A front-page headline in Yeni Şafak, a daily newspaper closely aligned with Turkey’s ruling party, openly questioned the credibility of the country’s economic program this week.
The target: Finance Minister Mehmet Şimşek and the disinflation strategy he has led since mid-2023.
For a publication with Yeni Şafak’s political alignment, that is not a routine editorial position.

The Gap Between Targets and Reality
The criticism is grounded in numbers. Turkey’s Medium-Term Program set out a clear path when it launched: inflation falling from 65 percent in 2023 to 33 percent in 2024, then 15 percent in 2025, before reaching single digits by 2026.
The 2026 year-end target now sits at 16 percent. Nearly double the original projection. Actual inflation remains above 30 percent as of March 2026.
The deviation is not a rounding error. It is a structural gap between what the program promised and what the economy delivered.

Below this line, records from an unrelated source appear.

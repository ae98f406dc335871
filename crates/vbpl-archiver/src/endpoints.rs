//! Portal URL templates, one per artifact category.

use vbpl_core::{Category, ItemId};

/// Builds the page URLs for a document.
#[derive(Debug, Clone)]
pub struct Endpoints {
    base: String,
    dvid: u32,
}

impl Endpoints {
    pub fn new(base: &str, dvid: u32) -> Self {
        Self {
            base: base.trim_end_matches('/').to_string(),
            dvid,
        }
    }

    /// URL of the page rendered for `category`.
    ///
    /// For [`Category::Pdf`] this is the viewer page that embeds the
    /// document, not the document itself.
    pub fn url_for(&self, category: Category, id: &ItemId) -> String {
        let (base, dvid) = (&self.base, self.dvid);
        match category {
            Category::FullText => {
                format!("{base}/TW/Pages/vbpq-toanvan.aspx?ItemID={id}&Keyword=")
            }
            Category::Property => {
                format!("{base}/tw/Pages/vbpq-thuoctinh.aspx?dvid={dvid}&ItemID={id}&Keyword=")
            }
            Category::History => {
                format!("{base}/tw/Pages/vbpq-lichsu.aspx?dvid={dvid}&ItemID={id}&Keyword=")
            }
            Category::Related => {
                format!("{base}/TW/Pages/vbpq-vanbanlienquan.aspx?ItemID={id}&Keyword=")
            }
            Category::Pdf => {
                format!("{base}/TW/Pages/vbpq-van-ban-goc.aspx?dvid={dvid}&ItemID={id}")
            }
        }
    }
}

Rates Rose. Inflation Didn’t Fall.
Turkey’s policy rate climbed from 8.5 percent in May 2023 to 50 percent by March 2024, one of the most aggressive tightening cycles in the country’s recent history. It has since eased to around 37 percent.
The result has been limited. Inflation remains elevated, and the cost of tight policy is increasingly visible in the real economy. Businesses are scaling back production, seeking financial restructuring, or shutting down entirely.
The Lira Keeps Weakening
Currency depreciation has compounded the problem. Since mid-2023, the dollar has climbed from around 20 lira to approximately 45. The euro has moved from just above 21 to over 52.
Each depreciation cycle feeds directly into import costs, which feed into prices, which undermine the very disinflation target the policy was designed to achieve. The loop is not broken.
Progress That Did Not Hold
The external balance has delivered mixed signals. The current account deficit narrowed sharply to around $10 billion in 2024, down from over $45 billion the year before. That improvement was cited as evidence the program was working.
It did not last. The deficit widened again to over $25 billion in 2025. In the first quarter of 2026 alone, the gap has already reached roughly $20 billion, pointing toward a much larger annual shortfall if the trend holds.
Why the Source Matters
The economic argument is significant. The source is more significant.
Yeni Şafak has operated as a reliable voice for the ruling Justice and Development Party’s position for years. A front-page attack on the finance minister’s flagship program from that outlet signals something beyond editorial independence. It signals internal pressure.
Whether this reflects a temporary shift in tone or a deeper change in how the government’s inner circle views the economic program remains unclear.
What is clear is that Turkey’s inflation fight is entering a more contested phase, and the criticism is now coming from directions the government cannot easily dismiss.